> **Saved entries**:
use snowpack_core::types::CellCoord;

/// Inclusive bounding rectangle of cells modified since the last upload.
/// Hosts use it to push only a sub-region of the height texture.
#[derive(Debug, Clone, Copy, PartialEq, Eq)]
pub struct DirtyRect {
    pub min: CellCoord,
    pub max: CellCoord,
}

impl DirtyRect {
    pub fn single(cell: CellCoord) -> Self {
        Self {
            min: cell,
            max: cell,
        }
    }

    /// Rectangle covering a whole grid of side `resolution`.
    pub fn full(resolution: u32) -> Self {
        let last = resolution.saturating_sub(1);
        Self {
            min: CellCoord::new(0, 0),
            max: CellCoord::new(last, last),
        }
    }

    /// Grow to include `cell`.
    pub fn include(&mut self, cell: CellCoord) {
        self.min.row = self.min.row.min(cell.row);
        self.min.col = self.min.col.min(cell.col);
        self.max.row = self.max.row.max(cell.row);
        self.max.col = self.max.col.max(cell.col);
    }

    pub fn union(mut self, other: DirtyRect) -> Self {
        self.include(other.min);
        self.include(other.max);
        self
    }

    /// Same rectangle with `min <= max` on both axes. Rects built through
    /// `single` and `include` are already normalized; hand-built ones may
    /// have their corners swapped.
    pub fn normalized(&self) -> Self {
        Self {
            min: CellCoord::new(self.min.row.min(self.max.row), self.min.col.min(self.max.col)),
            max: CellCoord::new(self.min.row.max(self.max.row), self.min.col.max(self.max.col)),
        }
    }

    /// Normalized and clipped to a grid of side `resolution`. `None` if no
    /// cell of the rect lies on the grid.
    pub fn clamped(&self, resolution: u32) -> Option<Self> {
        let rect = self.normalized();
        if resolution == 0 || rect.min.row >= resolution || rect.min.col >= resolution {
            return None;
        }
        let last = resolution - 1;
        Some(Self {
            min: rect.min,
            max: CellCoord::new(rect.max.row.min(last), rect.max.col.min(last)),
        })
    }

    pub fn contains(&self, cell: CellCoord) -> bool {
        let rect = self.normalized();
        (rect.min.row..=rect.max.row).contains(&cell.row)
            && (rect.min.col..=rect.max.col).contains(&cell.col)
    }

    /// Columns spanned.
    pub fn width(&self) -> u32 {
        self.max.col.abs_diff(self.min.col) + 1
    }

    /// Rows spanned.
    pub fn height(&self) -> u32 {
        self.max.row.abs_diff(self.min.row) + 1
    }

    pub fn cell_count(&self) -> usize {
        self.width() as usize * self.height() as usize
    }

    /// Iterate every cell, row by row.
    pub fn cells(&self) -> impl Iterator<Item = CellCoord> {
        let rect = self.normalized();
        (rect.min.row..=rect.max.row)
            .flat_map(move |row| (rect.min.col..=rect.max.col).map(move |col| CellCoord::new(row, col)))
    }
}

/// Grow an optional rectangle to include `cell`.
pub(crate) fn mark(dirty: &mut Option<DirtyRect>, cell: CellCoord) {
    match dirty {
        Some(rect) => rect.include(cell),
        None => *dirty = Some(DirtyRect::single(cell)),
    }
}

/// Merge an optional rectangle into another.
pub(crate) fn mark_rect(dirty: &mut Option<DirtyRect>, rect: DirtyRect) {
    *dirty = Some(match dirty.take() {
        Some(existing) => existing.union(rect),
        None => rect,
    });
}
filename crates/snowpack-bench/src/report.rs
use std::path::Path;

use crate::runner::BenchmarkResult;

/// A complete baseline containing results from all scenes.
#[derive(Debug, Clone, serde::Serialize, serde::Deserialize)]
pub struct Baseline {
    pub timestamp: String,
    pub results: Vec<BenchmarkResult>,
}

/// Load a baseline from a JSON file. Returns None if the file doesn't exist
/// or doesn't parse.
pub fn load_baseline(path: &Path) -> Option<Baseline> {
    let contents = std::fs::read_to_string(path).ok()?;
    match serde_json::from_str(&contents) {
        Ok(baseline) => Some(baseline),
        Err(e) => {
            log::warn!("Ignoring unreadable baseline {}: {e}", path.display());
            None
        }
    }
}

/// Save a baseline to a JSON file.
pub fn save_baseline(path: &Path, baseline: &Baseline) -> std::io::Result<()> {
    if let Some(parent) = path.parent() {
        std::fs::create_dir_all(parent)?;
    }
    let json = serde_json::to_string_pretty(baseline).map_err(std::io::Error::other)?;
    std::fs::write(path, json)
}

/// Compare current results against a baseline. Returns a list of regressions
/// (scene name, percent change) where the threshold is exceeded. Scenes
/// missing from the baseline are skipped.
pub fn compare(
    current: &[BenchmarkResult],
    baseline: &Baseline,
    threshold_pct: f64,
) -> Vec<(String, f64)> {
    let mut regressions = Vec::new();

    for result in current {
        let Some(base) = baseline
            .results
            .iter()
            .find(|b| b.scene_name == result.scene_name)
        else {
            continue;
        };
        if base.timings.mean_ms <= 0.0 {
            continue;
        }
        let pct_change =
            (result.timings.mean_ms - base.timings.mean_ms) / base.timings.mean_ms * 100.0;
        if pct_change > threshold_pct {
            regressions.push((result.scene_name.clone(), pct_change));
        }
    }

    regressions
}

/// Format results as a markdown summary table.
pub fn format_markdown(results: &[BenchmarkResult]) -> String {
    let mut out = String::new();
    out.push_str("| Scene | Cells | Actors | Mean (ms) | Median (ms) | P95 (ms) | P99 (ms) | Min (ms) | Max (ms) | Mean height |\n");
    out.push_str("|-------|-------|--------|-----------|-------------|----------|----------|----------|----------|-------------|\n");

    for r in results {
        out.push_str(&format!(
            "| {} | {}x{} | {} | {:.2} | {:.2} | {:.2} | {:.2} | {:.2} | {:.2} | {:.3} |\n",
            r.scene_name,
            r.resolution,
            r.resolution,
            r.actor_count,
            r.timings.mean_ms,
            r.timings.median_ms,
            r.timings.p95_ms,
            r.timings.p99_ms,
            r.timings.min_ms,
            r.timings.max_ms,
            r.final_mean_height,
        ));
    }

    out
}

/// Format a comparison report showing regressions.
pub fn format_comparison(regressions: &[(String, f64)], threshold_pct: f64) -> String {
    if regressions.is_empty() {
        return format!(
            "All scenes within {:.0}% threshold. No regressions detected.\n",
            threshold_pct
        );
    }

    let mut out = String::new();
    out.push_str(&format!(
        "REGRESSIONS DETECTED (>{:.0}% threshold):\n",
        threshold_pct
    ));
    for (scene, pct) in regressions {
        out.push_str(&format!("  - {}: +{:.1}%\n", scene, pct));
    }
    out
}
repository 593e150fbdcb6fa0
pub mod report;
pub mod runner;
pub mod scenes;
use crate::constants::{HOURS_PER_DAY, SOLAR_NOON_HOUR, SUNRISE_HOUR, SUNSET_HOUR};

/// Quadratic brush falloff `1 - d^2` for a normalized distance `d`.
/// Returns 0.0 at and beyond the brush edge.
#[inline]
pub fn quadratic_falloff(d: f32) -> f32 {
    if !(0.0..1.0).contains(&d) {
        return 0.0;
    }
    1.0 - d * d
}

/// Linear falloff `1 - d`, used by one-shot melt events.
#[inline]
pub fn linear_falloff(d: f32) -> f32 {
    if !(0.0..1.0).contains(&d) {
        return 0.0;
    }
    1.0 - d
}

/// Wrap an hour value into [0, 24). Handles negative input.
#[inline]
pub fn wrap_hours(hours: f32) -> f32 {
    if !hours.is_finite() {
        return 0.0;
    }
    let wrapped = hours.rem_euclid(HOURS_PER_DAY);
    // rem_euclid can round up to exactly 24.0 for tiny negative inputs
    if wrapped >= HOURS_PER_DAY {
        0.0
    } else {
        wrapped
    }
}

/// Solar intensity as a triangle over the day: 0.0 before sunrise and
/// after sunset, rising linearly to 1.0 at solar noon.
pub fn solar_intensity(hour: f32) -> f32 {
    if !(SUNRISE_HOUR..=SUNSET_HOUR).contains(&hour) {
        return 0.0;
    }
    let half_day = SOLAR_NOON_HOUR - SUNRISE_HOUR;
    (1.0 - (hour - SOLAR_NOON_HOUR).abs() / half_day).clamp(0.0, 1.0)
}

/// Clamp a scalar to [0, 1], mapping NaN to `fallback`.
#[inline]
pub fn unit_clamp(value: f32, fallback: f32) -> f32 {
    if value.is_nan() {
        fallback
    } else {
        value.clamp(0.0, 1.0)
    }
}

/// Treat NaN and negative inputs as zero.
#[inline]
pub fn non_negative(value: f32) -> f32 {
    if value > 0.0 {
        value
    } else {
        0.0
    }
}

/// Tick length in seconds: NaN, infinite and negative steps become zero.
#[inline]
pub fn step_seconds(dt: f32) -> f32 {
    if dt.is_finite() {
        non_negative(dt)
    } else {
        0.0
    }
}

#[cfg(test)]
mod tests {
    use super::*;

    #[test]
    fn test_quadratic_falloff_shape() {
        assert_eq!(quadratic_falloff(0.0), 1.0);
        assert!((quadratic_falloff(0.5) - 0.75).abs() < 1e-6);
        assert_eq!(quadratic_falloff(1.0), 0.0);
        assert_eq!(quadratic_falloff(2.0), 0.0);
        assert_eq!(quadratic_falloff(-0.1), 0.0);
    }

    #[test]
    fn test_linear_falloff_shape() {
        assert_eq!(linear_falloff(0.0), 1.0);
        assert!((linear_falloff(0.25) - 0.75).abs() < 1e-6);
        assert_eq!(linear_falloff(1.0), 0.0);
        assert_eq!(linear_falloff(f32::NAN), 0.0);
    }

    #[test]
    fn test_wrap_hours() {
        assert_eq!(wrap_hours(0.0), 0.0);
        assert_eq!(wrap_hours(23.5), 23.5);
        assert_eq!(wrap_hours(24.0), 0.0);
        assert!((wrap_hours(25.5) - 1.5).abs() < 1e-5);
        assert!((wrap_hours(-1.0) - 23.0).abs() < 1e-5);
        assert_eq!(wrap_hours(f32::INFINITY), 0.0);
        let tiny = wrap_hours(-1.0e-9);
        assert!((0.0..24.0).contains(&tiny), "got {tiny}");
    }

    #[test]
    fn test_solar_intensity_triangle() {
        assert_eq!(solar_intensity(0.0), 0.0);
        assert_eq!(solar_intensity(5.9), 0.0);
        assert_eq!(solar_intensity(6.0), 0.0);
        assert!((solar_intensity(9.0) - 0.5).abs() < 1e-6);
        assert_eq!(solar_intensity(12.0), 1.0);
        assert!((solar_intensity(15.0) - 0.5).abs() < 1e-6);
        assert_eq!(solar_intensity(18.0), 0.0);
        assert_eq!(solar_intensity(21.0), 0.0);
    }

    #[test]
    fn test_unit_clamp_and_non_negative() {
        assert_eq!(unit_clamp(1.5, 0.0), 1.0);
        assert_eq!(unit_clamp(-0.5, 0.0), 0.0);
        assert_eq!(unit_clamp(f32::NAN, 1.0), 1.0);
        assert_eq!(non_negative(-3.0), 0.0);
        assert_eq!(non_negative(f32::NAN), 0.0);
        assert_eq!(non_negative(2.5), 2.5);
        assert_eq!(step_seconds(0.016), 0.016);
        assert_eq!(step_seconds(-0.5), 0.0);
        assert_eq!(step_seconds(f32::NAN), 0.0);
        assert_eq!(step_seconds(f32::INFINITY), 0.0);
    }
}
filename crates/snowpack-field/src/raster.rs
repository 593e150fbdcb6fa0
//! Integer line rasterization and segment clipping for track painting.

use glam::{IVec2, Vec2};

/// Bresenham walk over every cell between two endpoints, inclusive.
/// Works in all octants; consecutive cells are 8-connected.
#[derive(Debug, Clone)]
pub struct LineCells {
    current: IVec2,
    end: IVec2,
    dx: i32,
    dy: i32,
    step: IVec2,
    err: i32,
    done: bool,
}

pub fn line_cells(start: IVec2, end: IVec2) -> LineCells {
    let dx = (end.x - start.x).abs();
    let dy = -(end.y - start.y).abs();
    LineCells {
        current: start,
        end,
        dx,
        dy,
        step: IVec2::new(
            if start.x < end.x { 1 } else { -1 },
            if start.y < end.y { 1 } else { -1 },
        ),
        err: dx + dy,
        done: false,
    }
}

impl Iterator for LineCells {
    type Item = IVec2;

    fn next(&mut self) -> Option<IVec2> {
        if self.done {
            return None;
        }
        let cell = self.current;
        if cell == self.end {
            self.done = true;
            return Some(cell);
        }
        let e2 = 2 * self.err;
        if e2 >= self.dy {
            self.err += self.dy;
            self.current.x += self.step.x;
        }
        if e2 <= self.dx {
            self.err += self.dx;
            self.current.y += self.step.y;
        }
        Some(cell)
    }
}

/// Clip a segment to an axis-aligned rectangle (Liang-Barsky).
/// Returns `None` when the segment misses the rectangle entirely.
pub fn clip_segment(start: Vec2, end: Vec2, min: Vec2, max: Vec2) -> Option<(Vec2, Vec2)> {
    if !start.is_finite() || !end.is_finite() {
        return None;
    }
    let delta = end - start;
    let mut t0 = 0.0f32;
    let mut t1 = 1.0f32;

    let edges = [
        (-delta.x, start.x - min.x),
        (delta.x, max.x - start.x),
        (-delta.y, start.y - min.y),
        (delta.y, max.y - start.y),
    ];
    for (p, q) in edges {
        if p == 0.0 {
            // Parallel to this edge
            if q < 0.0 {
                return None;
            }
            continue;
        }
        let t = q / p;
        if p < 0.0 {
            if t > t1 {
                return None;
            }
            t0 = t0.max(t);
        } else {
            if t < t0 {
                return None;
            }
            t1 = t1.min(t);
        }
    }
    Some((start + delta * t0, start + delta * t1))
}
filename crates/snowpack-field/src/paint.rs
use glam::Vec2;
use snowpack_core::math::{non_negative, quadratic_falloff};
use snowpack_core::types::CellCoord;

use crate::geometry::GridGeometry;
use crate::raster::{clip_segment, line_cells};

/// Anything contact painting can write into: the live field, or a scratch
/// buffer that is merged into the field later.
///
/// Painting is a target-depth stamp. Each cell is lowered to
/// `1 - strength * falloff` unless it is already lower, so painting never
/// raises height and repeating a paint with the same or weaker strength
/// changes nothing.
pub trait PaintTarget {
    fn geometry(&self) -> &GridGeometry;

    /// Lower one cell to `target_height` if it is currently above it.
    fn stamp(&mut self, cell: CellCoord, target_height: f32);

    /// Compress every cell within `radius` of `center` with a quadratic
    /// falloff. Non-positive radius or strength is a no-op.
    fn paint_circle(&mut self, center: Vec2, radius: f32, strength: f32) {
        let strength = non_negative(strength);
        if strength == 0.0 {
            return;
        }
        let geometry = *self.geometry();
        geometry.for_each_cell_in_circle(center, radius, |cell, d| {
            let falloff = quadratic_falloff(d);
            if falloff > 0.0 {
                self.stamp(cell, 1.0 - strength * falloff);
            }
        });
    }

    /// Paint a continuous track of width `width` from `start` to `end` by
    /// stamping a circle at every rasterized cell along the segment.
    fn paint_line(&mut self, start: Vec2, end: Vec2, width: f32, strength: f32) {
        let radius = non_negative(width) * 0.5;
        if radius == 0.0 || non_negative(strength) == 0.0 {
            return;
        }
        let geometry = *self.geometry();
        // Cells farther than one brush radius outside the grid cannot reach it
        let reach = Vec2::splat(
            radius
                .max(geometry.min_brush_radius())
                .min(geometry.world_size().max_element()),
        );
        let half = geometry.world_size() * 0.5;
        let Some((a, b)) = clip_segment(start, end, -half - reach, half + reach) else {
            return;
        };
        let from = geometry.world_to_cell_unclamped(a);
        let to = geometry.world_to_cell_unclamped(b);
        for cell in line_cells(from, to) {
            self.paint_circle(geometry.grid_point_to_world(cell), radius, strength);
        }
    }
}
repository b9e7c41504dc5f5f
use std::fs;
use tracing_appender::non_blocking::WorkerGuard;
use tracing_subscriber::filter::Directive;
use tracing_subscriber::{fmt, prelude::*, EnvFilter};

use crate::config::LoggingConfig;
use crate::error::Result;

pub const LOG_FILE_NAME: &str = "cleaner.log";

const CRATE_TARGET: &str = "rental_cleaner";
const FALLBACK_LEVEL: &str = "info";

/// `RUST_LOG` directives plus `rental_cleaner=<level>`. An unparseable level
/// falls back to `info`.
pub fn env_filter(level: &str) -> EnvFilter {
    let filter = EnvFilter::from_default_env();
    let directive = format!("{}={}", CRATE_TARGET, level)
        .parse::<Directive>()
        .or_else(|_| format!("{}={}", CRATE_TARGET, FALLBACK_LEVEL).parse::<Directive>());
    match directive {
        Ok(directive) => filter.add_directive(directive),
        Err(_) => filter,
    }
}

/// Install the global subscriber: JSON lines to a daily file under the
/// configured directory, plain text on stdout.
///
/// The returned guard flushes the file writer on drop; hold it until exit.
pub fn init_logging(config: &LoggingConfig) -> Result<WorkerGuard> {
    fs::create_dir_all(&config.directory)?;

    let file_appender = tracing_appender::rolling::daily(&config.directory, LOG_FILE_NAME);
    let (file_writer, guard) = tracing_appender::non_blocking(file_appender);

    tracing_subscriber::registry()
        .with(env_filter(&config.level))
        .with(fmt::layer().json().with_writer(file_writer))
        .with(fmt::layer().with_target(false).with_writer(std::io::stdout))
        .init();

    Ok(guard)
}
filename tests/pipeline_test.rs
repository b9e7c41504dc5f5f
use std::fs;
use std::path::Path;

use rental_cleaner::error::CleanerError;
use rental_cleaner::pipeline::processing::address::{AddressInference, StationList};
use rental_cleaner::pipeline::processing::geocode::Geocoder;
use rental_cleaner::pipeline::processing::normalize::DropReason;
use rental_cleaner::pipeline::processing::outlier::BoundingBox;
use rental_cleaner::pipeline::{Pipeline, SourcePaths};

/// Resolves any query containing a known fragment.
struct FragmentGeocoder(Vec<(&'static str, (f64, f64))>);

impl Geocoder for FragmentGeocoder {
    fn geocode(&self, address: &str) -> anyhow::Result<Option<(f64, f64)>> {
        Ok(self
            .0
            .iter()
            .find(|(fragment, _)| address.contains(fragment))
            .map(|(_, point)| *point))
    }
}

const GUY_HOQUET: &str = "\
prop_type|city|price|descr|feats|feats2
Appartement|Paris 75008|1 200 €|Bel appartement rue de Miromesnil|['45 m²', '2 pièces', '1 chambre(s)', '3e étage']|['Ascenseur', 'Meublé Oui', 'Cave']
Appartement|Paris 75008|1 200 €|Bel appartement rue de Miromesnil|['45 m²', '2 pièces', '1 chambre(s)', '3e étage']|['Ascenseur', 'Meublé Oui', 'Cave']
Maison|Argenteuil 95100|1 500 €|Maison avec jardin|['80 m²', '4 pièces']|['Jardin', 'Meublé Non', 'Cave']
";

const LAFORET: &str = "\
title|price|descr|feats|dept|furnitures
Appartement T3 Paris 13|1 300 €|Lumineux, proche de Bastille|60 m²#3 pièces#2 chbre|94|is_unfurnished
Parking Orsay|100 €|Box fermé|12 m²#1 pièce|91|
";

const ORPI: &str = "\
ref|prop_type|city|dept|rooms|surface|price|descr|conso|emiss|feats
O1|Appartement|Paris 4|75|2 pièces|38,5 m²|1 100 €|Charmant deux pièces quai des Celestins|||['Meublé', '1 chambre']
O2|Maison|Vincennes|94|4 pièces|90 m²|Loué|Maison familiale|||[]
O3|Appartement|Nanterre|92|1 pièce|20 m²|700 €|Studio lumineux|||[]
";

fn write_sources(dir: &Path) -> SourcePaths {
    let paths = SourcePaths {
        guy_hoquet: dir.join("guy_hoquet.csv"),
        laforet: dir.join("laforet.csv"),
        orpi: dir.join("orpi.csv"),
    };
    fs::write(&paths.guy_hoquet, GUY_HOQUET).unwrap();
    fs::write(&paths.laforet, LAFORET).unwrap();
    fs::write(&paths.orpi, ORPI).unwrap();
    paths
}

fn pipeline() -> Pipeline {
    let stations = StationList::from_names(["Bastille", "Commerce"]);
    let inference = AddressInference::new(&stations).unwrap();
    let geocoder = FragmentGeocoder(vec![
        ("miromesnil", (48.87, 2.31)),
        ("argenteuil", (50.0, 2.0)),
        ("metro bastille", (48.853, 2.369)),
        ("celestins", (48.85, 2.35)),
    ]);
    Pipeline::new(inference, Box::new(geocoder), BoundingBox::default())
}

#[test]
fn test_full_run_in_memory() {
    let dir = tempfile::tempdir().unwrap();
    let paths = write_sources(dir.path());

    let (rows, result) = pipeline().run(&paths).unwrap();

    let depts: Vec<u32> = rows.iter().map(|r| r.dept).collect();
    assert_eq!(depts, vec![75008, 75013, 75004]);

    let eighth = &rows[0];
    assert_eq!(eighth.price, 1200);
    assert_eq!(eighth.surface, 45.0);
    assert_eq!(eighth.furnished, 1);
    assert_eq!(eighth.is_house, 0);
    assert_eq!((eighth.lat, eighth.lon), (48.87, 2.31));

    assert_eq!(rows[1].bedrooms, 2);
    assert_eq!(rows[1].furnished, 0);
    assert_eq!(rows[2].surface, 38.5);

    let (source, guy_hoquet) = &result.sources[0];
    assert_eq!(*source, "guy_hoquet");
    assert_eq!(guy_hoquet.rows_in, 3);
    assert_eq!(guy_hoquet.duplicates_removed, 1);
    assert_eq!(guy_hoquet.rows_kept, 2);

    let (_, orpi) = &result.sources[2];
    assert_eq!(orpi.rows_kept, 2);
    assert_eq!(orpi.total_dropped(), 1);

    assert_eq!(result.merged_rows, 5);
    assert_eq!(result.geocode.found, 4);
    assert_eq!(result.geocode.no_match, 1);
    assert_eq!(result.outliers.outside_box, 1);
    assert_eq!(result.outliers.retained, 3);
}

#[test]
fn test_run_to_disk_writes_monthly_table() {
    let dir = tempfile::tempdir().unwrap();
    let paths = write_sources(dir.path());
    let data_folder = dir.path().join("data");

    let result = pipeline().run_to_disk(&paths, &data_folder).unwrap();

    let output = result.output_file.unwrap();
    assert!(output.ends_with("_clean.csv"));
    let file_name = Path::new(&output).file_name().unwrap().to_string_lossy().to_string();
    assert!(file_name.starts_with("locations_"));

    let content = fs::read_to_string(&output).unwrap();
    let lines: Vec<&str> = content.lines().collect();
    assert_eq!(lines[0], "price|surface|rooms|bedrooms|is_house|furnished|dept|lat|lon");
    assert_eq!(lines.len(), 4);
    assert!(lines[1].starts_with("1200|45.0|2|1|0|1|75008|"));
    assert!(!content.contains("50.0|2.0"));
}

#[test]
fn test_normalize_to_disk_keeps_addresses() {
    let dir = tempfile::tempdir().unwrap();
    let paths = write_sources(dir.path());
    let output = dir.path().join("addressed.csv");

    let result = pipeline().normalize_to_disk(&paths, &output).unwrap();
    assert_eq!(result.merged_rows, 5);
    assert_eq!(result.addressed_rows, 5);

    let content = fs::read_to_string(&output).unwrap();
    assert!(content.contains("rue de miromesnil paris  france"));
    assert!(content.contains("nanterre hauts-de-seine france"));
}

#[test]
fn test_missing_column_aborts_run() {
    let dir = tempfile::tempdir().unwrap();
    let paths = write_sources(dir.path());
    fs::write(&paths.orpi, "ref|prop_type|city\nO1|Maison|Vincennes\n").unwrap();

    match pipeline().run(&paths) {
        Err(CleanerError::MissingColumn { source_name, column }) => {
            assert_eq!(source_name, "orpi");
            assert_eq!(column, "dept");
        }
        other => panic!("expected a missing column error, got {:?}", other.map(|(rows, _)| rows.len())),
    }
}

#[test]
fn test_undecodable_row_only_costs_that_row() {
    let dir = tempfile::tempdir().unwrap();
    let paths = write_sources(dir.path());
    let mut guy_hoquet = GUY_HOQUET.as_bytes().to_vec();
    guy_hoquet.extend_from_slice(b"Appartement|Paris 75011|900 \xe2\x82\xac|Caf\xff cr\xe8me|['20 m2', '1 piece']|[]\n");
    fs::write(&paths.guy_hoquet, guy_hoquet).unwrap();

    let (rows, result) = pipeline().run(&paths).unwrap();

    let (_, summary) = &result.sources[0];
    assert_eq!(summary.rows_in, 4);
    assert_eq!(summary.rows_kept, 2);
    assert_eq!(summary.dropped.get(&DropReason::UnreadableRow), Some(&1));
    assert_eq!(rows.len(), 3);
    assert_eq!(rows[0].dept, 75008);
}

> **Problem description**: Report each line of the data that includes the string "impl".

> **Result**:
impl DirtyRect {
    pub fn cells(&self) -> impl Iterator<Item = CellCoord> {
impl Iterator for LineCells {
impl Geocoder for FragmentGeocoder {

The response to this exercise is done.